2. We were delighted to be able to tell E that Mammy didn’t have coronavirus as she was very concerned. The reassurance was very welcome. She asked why Steph was still coughing but I just explained that it was something else as she had been for a test. My daughter then explained that we needed to be very careful and perhaps I should contact the government to make sure it was okay for her to return to school. Or apparently the police. Or indeed the queen. Those are seemingly the only people or bodies who can tell us what to do. Now where’s that direct line to Boris? ![]()
3. In the car on the way to school I impressed upon E the importance of not making a big deal about being off and whatever she did not to start talking about “Mammy having coronavirus” because she doesn’t. I thought I had made my point but sadly not. From what I’ve managed to find out after picking her up, her entire class will have gone home and told their parents that E’s mammy has a bad cough, is in bed and has coronavirus. ![]()
4. When we pulled up on the drive we discovered that our poor mole statue outside has suffered a fatal accident. I’m not sure if the bin thief is back and is branching out but somehow there has been a double amputation. I did wonder if he had just fallen over but it must have been quite a bump to cause such irreparable damage. E is concerned that there is a criminal out there targeting garden gnomes and animals – who knows what might be next. She’ll be wanted security cameras installed to protect her fairy garden if I’m not careful. I’ve reassured her that the fairies are more than capable of looking after themselves!

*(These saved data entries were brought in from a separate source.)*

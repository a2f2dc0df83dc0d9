use serde::{Deserialize, Serialize};
use std::collections::HashSet;
use std::fmt;

// Type aliases for clarity. All are indices into the tables held by
// `TimetableProblem`; `AssignmentId` indexes the assignment universe.
pub type LectureId = usize;
pub type InstructorId = usize;
pub type RoomId = usize;
pub type TimeslotId = usize;
pub type AssignmentId = usize;

/// A timeslot a lecture can be held at.
#[derive(Debug, Clone, PartialEq, Eq, Hash)]
pub struct Timeslot {
    pub day: String,
    pub start: String,
    pub end: String,
}

impl fmt::Display for Timeslot {
    fn fmt(&self, f: &mut fmt::Formatter<'_>) -> fmt::Result {
        write!(f, "{} {}-{}", self.day, self.start, self.end)
    }
}

/// An instructor, able to give certain lectures at certain times.
#[derive(Debug, Clone)]
pub struct Instructor {
    pub name: String,
    teachable: HashSet<String>,
    available: HashSet<Timeslot>,
}

impl Instructor {
    pub fn new(name: String, teachable: HashSet<String>, available: HashSet<Timeslot>) -> Self {
        Instructor {
            name,
            teachable,
            available,
        }
    }

    /// Is the instructor qualified to give the lecture?
    pub fn can_teach(&self, lecture: &str) -> bool {
        self.teachable.contains(lecture)
    }

    /// Is the instructor available at the timeslot?
    pub fn can_teach_at(&self, timeslot: &Timeslot) -> bool {
        self.available.contains(timeslot)
    }
}

/// A room to give lectures in.
#[derive(Debug, Clone)]
pub struct Room {
    pub number: u32,
    hostable: HashSet<String>,
    available: HashSet<Timeslot>,
}

impl Room {
    pub fn new(number: u32, hostable: HashSet<String>, available: HashSet<Timeslot>) -> Self {
        Room {
            number,
            hostable,
            available,
        }
    }

    /// Can the lecture be given in the room?
    pub fn can_host(&self, lecture: &str) -> bool {
        self.hostable.contains(lecture)
    }

    /// Can the room be used at the timeslot?
    pub fn can_use_at(&self, timeslot: &Timeslot) -> bool {
        self.available.contains(timeslot)
    }
}

/// A candidate label for a lecture: who teaches it, where, and when.
///
/// Only triples whose instructor and room are both available at the
/// timeslot ever enter the assignment universe, so timeslot
/// compatibility needs no re-checking here.
#[derive(Debug, Clone, Copy, PartialEq, Eq, Hash)]
pub struct Assignment {
    pub instructor: InstructorId,
    pub room: RoomId,
    pub timeslot: TimeslotId,
}

impl Assignment {
    /// Whether both assignments occupy the same instructor at the same time.
    pub fn conflicts_on_instructor(&self, other: &Assignment) -> bool {
        self.instructor == other.instructor && self.timeslot == other.timeslot
    }

    /// Whether both assignments occupy the same room at the same time.
    pub fn conflicts_on_room(&self, other: &Assignment) -> bool {
        self.room == other.room && self.timeslot == other.timeslot
    }
}

/// Availability and capability specification for an instructor.
///
/// An empty `days` or `times` list means "no restriction" and is expanded
/// to the canonical weekday/time grid during problem construction.
#[derive(Debug, Clone, Deserialize, Serialize)]
pub struct InstructorSpec {
    pub name: String,
    pub lectures: Vec<String>,
    #[serde(default)]
    pub days: Vec<String>,
    #[serde(default)]
    pub times: Vec<String>,
}

/// Availability and capability specification for a room.
#[derive(Debug, Clone, Deserialize, Serialize)]
pub struct RoomSpec {
    pub number: u32,
    pub lectures: Vec<String>,
    #[serde(default)]
    pub days: Vec<String>,
    #[serde(default)]
    pub times: Vec<String>,
}

/// The complete input for the timetabling problem.
#[derive(Debug, Clone, Deserialize, Serialize)]
#[serde(rename_all = "camelCase")]
pub struct SchedulingInput {
    pub lectures: Vec<String>,
    pub instructors: Vec<InstructorSpec>,
    pub rooms: Vec<RoomSpec>,
    /// Global timeslots as `"Day Start-End"` strings, e.g. `"Mon 10-12"`.
    pub timeslots: Vec<String>,
    pub max_lectures_per_instructor: u32,
}

/// One scheduled lecture in the final output.
#[derive(Debug, Clone, PartialEq, Eq, Serialize)]
pub struct ScheduledLecture {
    pub lecture: String,
    pub timeslot: String,
    pub instructor: String,
    pub room: u32,
}

/// Counters from one solve run.
#[derive(Debug, Clone, Copy, Default, Serialize)]
#[serde(rename_all = "camelCase")]
pub struct SolveStats {
    pub branches: u64,
    pub backtracks: u64,
    pub solve_time_ms: u64,
}

/// The final output of the solver.
///
/// Assignments are listed in lecture input order; sorting for display is
/// left to the consumer.
#[derive(Debug, Clone, Serialize)]
pub struct SchedulingOutput {
    pub assignments: Vec<ScheduledLecture>,
    pub stats: SolveStats,
}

5. Both kids were high as kites when they got home tonight and basically trashed everything. The old karaoke machine was taken out and we had a bit of a kitchen disco whilst the tea was cooking. We even had time to sneak in a little game of musical statues. I tried to rattle through the bedtime routine after that but E was determined to “go slow”. When I tried to get her to get herself changed she nonchalantly informed me that I’m not the boss of her. I confirmed I really was, but she retorted that the queen is the boss. And I need to be careful about saying anything different otherwise there will be “consequences”. This apparently includes banning me from London. I don’t know where all this royal chat is coming from! ![]()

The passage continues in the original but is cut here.